Record set>

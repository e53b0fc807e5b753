// Dictionary module - the active key→value mapping and its boundaries
// (import/export file formats, default-source fetch with cache fallback)

mod format;
mod source;
mod store;

pub use format::{export_json, export_to_file, import_file, import_named, ExportError, ImportError};
pub use source::{DictionarySource, SourceError};
pub use store::DictionaryStore;
#[cfg(test)]
mod tests {
    use super::*;
    use std::cell::RefCell;

    struct MockNotifier {
        fired: RefCell<Vec<TargetKind>>,
    }

    impl MockNotifier {
        fn new() -> Self {
            Self {
                fired: RefCell::new(Vec::new()),
            }
        }

        fn fired(&self) -> Vec<TargetKind> {
            self.fired.borrow().clone()
        }
    }

    impl TargetNotifier for MockNotifier {
        fn target_reached(&self, kind: TargetKind) {
            self.fired.borrow_mut().push(kind);
        }
    }

    #[test]
    fn test_defaults_when_settings_absent() {
        let svc = IntakeService::new_in_memory().unwrap();
        let targets = svc.targets();
        assert!((targets.water_l - 2.0).abs() < f64::EPSILON);
        assert_eq!(targets.calories, 2000);
        assert_eq!(svc.today_calories(), 0);
        assert!((svc.today_water_l() - 0.0).abs() < f64::EPSILON);
    }

    #[test]
    fn test_add_meal_updates_totals() {
        let mut svc = IntakeService::new_in_memory().unwrap();
        let record = svc
            .add_record(&NewRecord::meal("lunch", 450), &NoopNotifier)
            .unwrap();
        assert_eq!(record.category, "lunch");
        assert_eq!(svc.today_calories(), 450);
        assert!((svc.today_water_l() - 0.0).abs() < f64::EPSILON);
    }

    #[test]
    fn test_add_drink_updates_totals() {
        let mut svc = IntakeService::new_in_memory().unwrap();
        svc.add_record(&NewRecord::drink(0.5), &NoopNotifier).unwrap();
        assert_eq!(svc.today_calories(), 0);
        assert!((svc.today_water_l() - 0.5).abs() < f64::EPSILON);
    }

    #[test]
    fn test_add_record_rejects_invalid_payload() {
        let mut svc = IntakeService::new_in_memory().unwrap();
        assert!(svc.add_record(&NewRecord::meal("lunch", 0), &NoopNotifier).is_err());
        assert!(svc.add_record(&NewRecord::drink(0.0), &NoopNotifier).is_err());
        assert!(
            svc.add_record(&NewRecord::meal("elevenses", 200), &NoopNotifier)
                .is_err()
        );
        assert_eq!(svc.today_calories(), 0);
    }

    #[test]
    fn test_add_then_delete_round_trips_totals() {
        let mut svc = IntakeService::new_in_memory().unwrap();
        svc.add_record(&NewRecord::meal("breakfast", 300), &NoopNotifier)
            .unwrap();
        let record = svc
            .add_record(&NewRecord::drink(0.4), &NoopNotifier)
            .unwrap();

        assert!((svc.today_water_l() - 0.4).abs() < f64::EPSILON);
        assert!(svc.delete_record(record.id).unwrap());
        assert_eq!(svc.today_calories(), 300);
        assert!((svc.today_water_l() - 0.0).abs() < f64::EPSILON);

        assert!(!svc.delete_record(record.id).unwrap());
    }

    #[test]
    fn test_validate_intake_dangerous_iff_over_5000() {
        let mut svc = IntakeService::new_in_memory().unwrap();
        for _ in 0..4 {
            svc.add_record(&NewRecord::meal("snack", 1200), &NoopNotifier)
                .unwrap();
        }
        assert_eq!(svc.today_calories(), 4800);

        // 4800 + 300 = 5100 > 5000
        assert_eq!(
            svc.validate_intake(Some(300), None),
            IntakeStatus::Dangerous
        );
        // 4800 + 200 = 5000 is not dangerous, but far past 1.5x target
        assert_eq!(
            svc.validate_intake(Some(200), None),
            IntakeStatus::Excessive
        );
    }

    #[test]
    fn test_validate_intake_water_example() {
        let mut svc = IntakeService::new_in_memory().unwrap();
        svc.add_record(&NewRecord::drink(1.0), &NoopNotifier).unwrap();

        assert!((svc.water_progress() - 0.5).abs() < f64::EPSILON);
        assert_eq!(svc.health_status(), HealthStatus::Normal);

        // 1.0 + 1.2 = 2.2, ratio 1.1
        assert_eq!(
            svc.validate_intake(None, Some(1.2)),
            IntakeStatus::TargetReached
        );
        // ratio 2.0 is dangerous
        assert_eq!(
            svc.validate_intake(None, Some(3.0)),
            IntakeStatus::Dangerous
        );
    }

    #[test]
    fn test_validate_intake_takes_most_severe() {
        let svc = IntakeService::new_in_memory().unwrap();
        // calories normal, water dangerous
        assert_eq!(
            svc.validate_intake(Some(100), Some(4.0)),
            IntakeStatus::Dangerous
        );
        // nothing prospective at all
        assert_eq!(svc.validate_intake(None, None), IntakeStatus::Normal);
    }

    #[test]
    fn test_health_status_transitions() {
        let mut svc = IntakeService::new_in_memory().unwrap();
        assert_eq!(svc.health_status(), HealthStatus::Normal);

        svc.add_record(&NewRecord::meal("dinner", 2000), &NoopNotifier)
            .unwrap();
        assert_eq!(svc.health_status(), HealthStatus::NeedsWater);

        svc.add_record(&NewRecord::drink(2.0), &NoopNotifier).unwrap();
        assert_eq!(svc.health_status(), HealthStatus::Excellent);
    }

    #[test]
    fn test_health_status_needs_calories() {
        let mut svc = IntakeService::new_in_memory().unwrap();
        svc.add_record(&NewRecord::drink(2.5), &NoopNotifier).unwrap();
        assert_eq!(svc.health_status(), HealthStatus::NeedsCalories);
    }

    #[test]
    fn test_target_reached_fires_once_on_crossing() {
        let mut svc = IntakeService::new_in_memory().unwrap();
        let notifier = MockNotifier::new();

        svc.add_record(&NewRecord::meal("breakfast", 1500), &notifier)
            .unwrap();
        assert!(notifier.fired().is_empty());

        svc.add_record(&NewRecord::meal("lunch", 600), &notifier)
            .unwrap();
        assert_eq!(notifier.fired(), vec![TargetKind::Calories]);

        // Already above target: no second signal
        svc.add_record(&NewRecord::meal("snack", 200), &notifier)
            .unwrap();
        assert_eq!(notifier.fired(), vec![TargetKind::Calories]);
    }

    #[test]
    fn test_target_reached_fires_on_single_large_increment() {
        let mut svc = IntakeService::new_in_memory().unwrap();
        let notifier = MockNotifier::new();

        // Jumps well past the boundary without landing on it exactly
        svc.add_record(&NewRecord::meal("dinner", 2750), &notifier)
            .unwrap();
        assert_eq!(notifier.fired(), vec![TargetKind::Calories]);
    }

    #[test]
    fn test_target_reached_fires_on_exact_boundary() {
        let mut svc = IntakeService::new_in_memory().unwrap();
        let notifier = MockNotifier::new();
        svc.add_record(&NewRecord::meal("dinner", 2000), &notifier)
            .unwrap();
        assert_eq!(notifier.fired(), vec![TargetKind::Calories]);
    }

    #[test]
    fn test_water_target_reached_signal() {
        let mut svc = IntakeService::new_in_memory().unwrap();
        let notifier = MockNotifier::new();

        svc.add_record(&NewRecord::drink(1.5), &notifier).unwrap();
        assert!(notifier.fired().is_empty());
        svc.add_record(&NewRecord::drink(0.6), &notifier).unwrap();
        assert_eq!(notifier.fired(), vec![TargetKind::Water]);
    }

    #[test]
    fn test_average_daily_calories_empty() {
        let svc = IntakeService::new_in_memory().unwrap();
        let avg = svc.average_daily_calories().unwrap();
        assert!((avg - 0.0).abs() < f64::EPSILON);
    }

    #[test]
    fn test_average_daily_calories_single_day() {
        let mut svc = IntakeService::new_in_memory().unwrap();
        svc.add_record(&NewRecord::meal("lunch", 500), &NoopNotifier)
            .unwrap();
        svc.add_record(&NewRecord::meal("dinner", 700), &NoopNotifier)
            .unwrap();
        let avg = svc.average_daily_calories().unwrap();
        assert!((avg - 1200.0).abs() < 0.01);
    }

    #[test]
    fn test_reset_daily_clears_log_and_totals() {
        let mut svc = IntakeService::new_in_memory().unwrap();
        svc.add_record(&NewRecord::meal("lunch", 500), &NoopNotifier)
            .unwrap();
        svc.add_record(&NewRecord::drink(0.5), &NoopNotifier).unwrap();

        let removed = svc.reset_daily().unwrap();
        assert_eq!(removed, 2);
        assert_eq!(svc.today_calories(), 0);
        assert!((svc.today_water_l() - 0.0).abs() < f64::EPSILON);

        let today = Local::now().date_naive();
        assert!(svc.records_for(today).unwrap().is_empty());
    }

    #[test]
    fn test_update_targets_validation() {
        let mut svc = IntakeService::new_in_memory().unwrap();
        assert!(svc.update_water_target(0.0).is_err());
        assert!(svc.update_water_target(-1.0).is_err());
        assert!(svc.update_calorie_target(0).is_err());
        assert!(svc.update_calorie_target(-100).is_err());
    }

    #[test]
    fn test_update_targets_take_effect() {
        let mut svc = IntakeService::new_in_memory().unwrap();
        svc.update_water_target(3.0).unwrap();
        svc.update_calorie_target(1800).unwrap();

        let targets = svc.targets();
        assert!((targets.water_l - 3.0).abs() < f64::EPSILON);
        assert_eq!(targets.calories, 1800);

        // Classification follows the new targets
        assert_eq!(
            svc.validate_intake(Some(1800), None),
            IntakeStatus::TargetReached
        );
    }

    #[test]
    fn test_targets_persist_across_reopen() {
        let dir = tempfile::tempdir().unwrap();
        let path = dir.path().join("intake.db");

        {
            let mut svc = IntakeService::new(&path).unwrap();
            svc.update_water_target(2.5).unwrap();
            svc.update_calorie_target(1600).unwrap();
        }

        let svc = IntakeService::new(&path).unwrap();
        let targets = svc.targets();
        assert!((targets.water_l - 2.5).abs() < f64::EPSILON);
        assert_eq!(targets.calories, 1600);
    }

    #[test]
    fn test_today_totals_seeded_from_log_on_startup() {
        let dir = tempfile::tempdir().unwrap();
        let path = dir.path().join("intake.db");

        {
            let mut svc = IntakeService::new(&path).unwrap();
            svc.add_record(&NewRecord::meal("breakfast", 350), &NoopNotifier)
                .unwrap();
            svc.add_record(&NewRecord::drink(0.3), &NoopNotifier).unwrap();
        }

        let svc = IntakeService::new(&path).unwrap();
        assert_eq!(svc.today_calories(), 350);
        assert!((svc.today_water_l() - 0.3).abs() < f64::EPSILON);
    }

    #[test]
    fn test_garbage_settings_fall_back_to_defaults() {
        let dir = tempfile::tempdir().unwrap();
        let path = dir.path().join("intake.db");

        {
            let db = Database::open(&path).unwrap();
            db.set_setting(WATER_TARGET_KEY, "not-a-number").unwrap();
            db.set_setting(CALORIE_TARGET_KEY, "-5").unwrap();
        }

        let svc = IntakeService::new(&path).unwrap();
        let targets = svc.targets();
        assert!((targets.water_l - 2.0).abs() < f64::EPSILON);
        assert_eq!(targets.calories, 2000);
    }

    #[test]
    fn test_daily_report_for_empty_day() {
        let svc = IntakeService::new_in_memory().unwrap();
        let date = Local::now().date_naive();
        let report = svc.daily_report(date).unwrap();
        assert!(report.records.is_empty());
        assert_eq!(report.total_calories, 0);
        assert_eq!(report.health, HealthStatus::Normal);
    }

    #[test]
    fn test_daily_report_totals_and_health() {
        let mut svc = IntakeService::new_in_memory().unwrap();
        svc.add_record(&NewRecord::meal("lunch", 2100), &NoopNotifier)
            .unwrap();
        svc.add_record(&NewRecord::drink(0.5), &NoopNotifier).unwrap();

        let report = svc.daily_report(Local::now().date_naive()).unwrap();
        assert_eq!(report.records.len(), 2);
        assert_eq!(report.total_calories, 2100);
        assert!((report.total_water_l - 0.5).abs() < f64::EPSILON);
        assert!((report.calorie_progress - 1.05).abs() < 0.001);
        assert_eq!(report.health, HealthStatus::NeedsWater);
    }
}
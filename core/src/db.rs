use std::path::Path;

use anyhow::{Context, Result};
use chrono::{DateTime, Local, NaiveDate};
use rusqlite::{Connection, params};
use uuid::Uuid;

use crate::models::{ConsumptionRecord, NewRecord};
use crate::schedule::local_midnight;

/// Storage adapter: a string-keyed settings store plus an append/query/delete
/// log of consumption records, keyed and filtered by timestamp.
pub struct Database {
    conn: Connection,
}

impl Database {
    pub fn open(path: &Path) -> Result<Self> {
        let conn = Connection::open(path)
            .with_context(|| format!("Failed to open database: {}", path.display()))?;
        let db = Database { conn };
        db.migrate()?;
        Ok(db)
    }

    pub fn open_in_memory() -> Result<Self> {
        let conn = Connection::open_in_memory()?;
        let db = Database { conn };
        db.migrate()?;
        Ok(db)
    }

    fn migrate(&self) -> Result<()> {
        let version: i64 = self
            .conn
            .pragma_query_value(None, "user_version", |row| row.get(0))?;

        if version < 1 {
            // timestamp is stored as unix seconds so day-range queries are
            // plain integer comparisons.
            self.conn.execute_batch(
                "CREATE TABLE IF NOT EXISTS records (
                    id INTEGER PRIMARY KEY AUTOINCREMENT,
                    uuid TEXT NOT NULL,
                    category TEXT NOT NULL,
                    calories INTEGER NOT NULL,
                    water_l REAL,
                    timestamp INTEGER NOT NULL,
                    created_at TEXT NOT NULL
                );

                CREATE UNIQUE INDEX IF NOT EXISTS idx_records_uuid ON records(uuid);
                CREATE INDEX IF NOT EXISTS idx_records_timestamp ON records(timestamp);

                CREATE TABLE IF NOT EXISTS settings (
                    key TEXT PRIMARY KEY NOT NULL,
                    value TEXT NOT NULL,
                    updated_at TEXT NOT NULL
                );

                PRAGMA user_version = 1;",
            )?;
        }

        Ok(())
    }

    // Expects columns:
    // 0: id, 1: uuid, 2: category, 3: calories, 4: water_l,
    // 5: timestamp, 6: created_at
    fn record_from_row(row: &rusqlite::Row) -> rusqlite::Result<ConsumptionRecord> {
        let ts_secs: i64 = row.get(5)?;
        let timestamp = DateTime::from_timestamp(ts_secs, 0)
            .unwrap_or_default()
            .with_timezone(&Local);
        Ok(ConsumptionRecord {
            id: row.get(0)?,
            uuid: row.get(1)?,
            category: row.get(2)?,
            calories: row.get(3)?,
            water_l: row.get(4)?,
            timestamp,
            created_at: row.get(6)?,
        })
    }

    // --- Records ---

    pub fn save_record(&self, record: &NewRecord) -> Result<ConsumptionRecord> {
        let now = Local::now().to_rfc3339();
        let uuid = Uuid::new_v4().to_string();
        self.conn.execute(
            "INSERT INTO records (uuid, category, calories, water_l, timestamp, created_at)
             VALUES (?1, ?2, ?3, ?4, ?5, ?6)",
            params![
                uuid,
                record.category,
                record.calories,
                record.water_l,
                record.timestamp.timestamp(),
                now,
            ],
        )?;
        let id = self.conn.last_insert_rowid();
        self.get_record(id)?
            .context("Record not found after insert")
    }

    pub fn get_record(&self, id: i64) -> Result<Option<ConsumptionRecord>> {
        let mut stmt = self.conn.prepare("SELECT * FROM records WHERE id = ?1")?;
        let mut rows = stmt.query(params![id])?;
        if let Some(row) = rows.next()? {
            Ok(Some(Self::record_from_row(row)?))
        } else {
            Ok(None)
        }
    }

    /// All records, newest first.
    pub fn get_all_records(&self) -> Result<Vec<ConsumptionRecord>> {
        let mut stmt = self
            .conn
            .prepare("SELECT * FROM records ORDER BY timestamp DESC, id DESC")?;
        let records = stmt
            .query_map([], Self::record_from_row)?
            .collect::<Result<Vec<_>, _>>()?;
        Ok(records)
    }

    /// Records whose timestamp falls within one local calendar day,
    /// newest first.
    pub fn get_records(&self, date: NaiveDate) -> Result<Vec<ConsumptionRecord>> {
        let (start, end) = day_bounds(date)?;
        let mut stmt = self.conn.prepare(
            "SELECT * FROM records
             WHERE timestamp >= ?1 AND timestamp < ?2
             ORDER BY timestamp DESC, id DESC",
        )?;
        let records = stmt
            .query_map(params![start, end], Self::record_from_row)?
            .collect::<Result<Vec<_>, _>>()?;
        Ok(records)
    }

    pub fn delete_record(&self, id: i64) -> Result<bool> {
        let rows = self
            .conn
            .execute("DELETE FROM records WHERE id = ?1", params![id])?;
        Ok(rows > 0)
    }

    /// Delete every record on the given local calendar day; returns how many
    /// were removed.
    pub fn clear_records(&self, date: NaiveDate) -> Result<usize> {
        let (start, end) = day_bounds(date)?;
        let rows = self.conn.execute(
            "DELETE FROM records WHERE timestamp >= ?1 AND timestamp < ?2",
            params![start, end],
        )?;
        Ok(rows)
    }

    /// Average of per-day calorie sums over the trailing `days` window ending
    /// today. Days without any record are excluded from the denominator.
    pub fn calorie_average(&self, days: i64) -> Result<f64> {
        let today = Local::now().date_naive();
        let start_date = today - chrono::Duration::days(days - 1);
        let start = local_midnight(start_date)?.timestamp();
        let now = Local::now().timestamp();

        let result: Option<f64> = self.conn.query_row(
            "SELECT AVG(day_total) FROM (
                SELECT SUM(calories) AS day_total
                FROM records
                WHERE timestamp >= ?1 AND timestamp <= ?2
                GROUP BY date(timestamp, 'unixepoch', 'localtime')
            )",
            params![start, now],
            |row| row.get(0),
        )?;

        Ok(result.unwrap_or(0.0))
    }

    // --- Settings ---

    pub fn set_setting(&self, key: &str, value: &str) -> Result<()> {
        let now = Local::now().to_rfc3339();
        self.conn.execute(
            "INSERT INTO settings (key, value, updated_at)
             VALUES (?1, ?2, ?3)
             ON CONFLICT(key) DO UPDATE SET value = excluded.value, updated_at = excluded.updated_at",
            params![key, value, now],
        )?;
        Ok(())
    }

    pub fn get_setting(&self, key: &str) -> Result<Option<String>> {
        let mut stmt = self
            .conn
            .prepare("SELECT value FROM settings WHERE key = ?1")?;
        let mut rows = stmt.query(params![key])?;
        if let Some(row) = rows.next()? {
            Ok(Some(row.get(0)?))
        } else {
            Ok(None)
        }
    }

    pub fn delete_setting(&self, key: &str) -> Result<bool> {
        let rows = self
            .conn
            .execute("DELETE FROM settings WHERE key = ?1", params![key])?;
        Ok(rows > 0)
    }
}

/// Unix-second bounds of one local calendar day: `[midnight, next midnight)`.
fn day_bounds(date: NaiveDate) -> Result<(i64, i64)> {
    let start = local_midnight(date)?;
    let next = date.succ_opt().context("date out of range")?;
    let end = local_midnight(next)?;
    Ok((start.timestamp(), end.timestamp()))
}
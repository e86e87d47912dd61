use anyhow::{Result, bail};
use std::process;

use intake_core::models::{IntakeStatus, NewRecord, TargetKind, validate_category};
use intake_core::service::{IntakeService, TargetNotifier};

use super::helpers::{json_error, parse_water_l};

/// Prints target-reached signals to stderr so `--json` stdout stays clean.
pub(crate) struct CliNotifier;

impl TargetNotifier for CliNotifier {
    fn target_reached(&self, kind: TargetKind) {
        match kind {
            TargetKind::Calories => eprintln!("Daily calorie target reached!"),
            TargetKind::Water => eprintln!("Daily water target reached!"),
        }
    }
}

/// Block on dangerous, warn on excessive, stay quiet otherwise.
/// Returns only when the addition may be committed.
fn gate_intake(status: IntakeStatus, what: &str, json: bool) {
    match status {
        IntakeStatus::Dangerous => {
            let message = format!("Refusing to log: {what} would be a dangerous daily total");
            if json {
                println!("{}", json_error(&message));
            } else {
                eprintln!("{message}");
            }
            process::exit(2);
        }
        IntakeStatus::Excessive => {
            eprintln!("Warning: {what} puts you well past your daily target");
        }
        IntakeStatus::TargetReached | IntakeStatus::Normal => {}
    }
}

pub(crate) fn cmd_log(
    svc: &mut IntakeService,
    category: &str,
    calories: i64,
    json: bool,
) -> Result<()> {
    let category = validate_category(category)?;
    if category == "drink" {
        bail!("Use `intake drink <amount>` to log water");
    }
    if calories <= 0 {
        bail!("Calories must be greater than 0");
    }

    let status = svc.validate_intake(Some(calories), None);
    gate_intake(status, &format!("{calories} kcal"), json);

    let record = svc.add_record(&NewRecord::meal(&category, calories), &CliNotifier)?;

    if json {
        println!("{}", serde_json::to_string_pretty(&record)?);
    } else {
        let total = svc.today_calories();
        let target = svc.targets().calories;
        println!("Logged: {calories} kcal for {category} — {total}/{target} kcal today");
    }

    Ok(())
}

pub(crate) fn cmd_drink(svc: &mut IntakeService, amount: &str, json: bool) -> Result<()> {
    let water_l = parse_water_l(amount)?;

    let status = svc.validate_intake(None, Some(water_l));
    gate_intake(status, &format!("{water_l:.2} L"), json);

    let record = svc.add_record(&NewRecord::drink(water_l), &CliNotifier)?;

    if json {
        println!("{}", serde_json::to_string_pretty(&record)?);
    } else {
        let total = svc.today_water_l();
        let target = svc.targets().water_l;
        println!("Logged: {water_l:.2} L — {total:.2}/{target:.2} L today");
    }

    Ok(())
}

pub(crate) fn cmd_delete(svc: &mut IntakeService, record_id: i64, json: bool) -> Result<()> {
    let deleted = svc.delete_record(record_id)?;

    if json {
        println!("{}", serde_json::json!({ "deleted": deleted }));
        return Ok(());
    }
    if deleted {
        println!("Record {record_id} deleted");
    } else {
        eprintln!("No record with ID {record_id}");
        process::exit(2);
    }
    Ok(())
}

/// Advisory check: classify a prospective addition without committing it.
pub(crate) fn cmd_check(
    svc: &IntakeService,
    calories: Option<i64>,
    water: Option<&str>,
    json: bool,
) -> Result<()> {
    if calories.is_none() && water.is_none() {
        bail!("Provide --calories and/or --water to check");
    }
    let water_l = water.map(parse_water_l).transpose()?;

    let status = svc.validate_intake(calories, water_l);

    if json {
        println!(
            "{}",
            serde_json::to_string_pretty(&serde_json::json!({
                "status": status,
                "new_total_calories": calories.map(|c| svc.today_calories() + c),
                "new_total_water_l": water_l.map(|w| svc.today_water_l() + w),
            }))?
        );
        return Ok(());
    }

    if let Some(c) = calories {
        let new_total = svc.today_calories() + c;
        let target = svc.targets().calories;
        println!("Calories: {new_total}/{target} kcal after adding {c}");
    }
    if let Some(w) = water_l {
        let new_total = svc.today_water_l() + w;
        let target = svc.targets().water_l;
        println!("Water: {new_total:.2}/{target:.2} L after adding {w:.2}");
    }
    let label = match status {
        IntakeStatus::Normal => "normal",
        IntakeStatus::TargetReached => "target reached",
        IntakeStatus::Excessive => "excessive",
        IntakeStatus::Dangerous => "dangerous",
    };
    println!("Status: {label}");

    Ok(())
}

Requirement>
Looking back over the data above, restate word for word the lines that begin at the line with "let start = local_midnight(start_date)?.timestamp();" and end at the line with "WHERE timestamp >= ?1 AND timestamp <= ?2", inclusive.

Output of the task>
        let start = local_midnight(start_date)?.timestamp();
        let now = Local::now().timestamp();

        let result: Option<f64> = self.conn.query_row(
            "SELECT AVG(day_total) FROM (
                SELECT SUM(calories) AS day_total
                FROM records
                WHERE timestamp >= ?1 AND timestamp <= ?2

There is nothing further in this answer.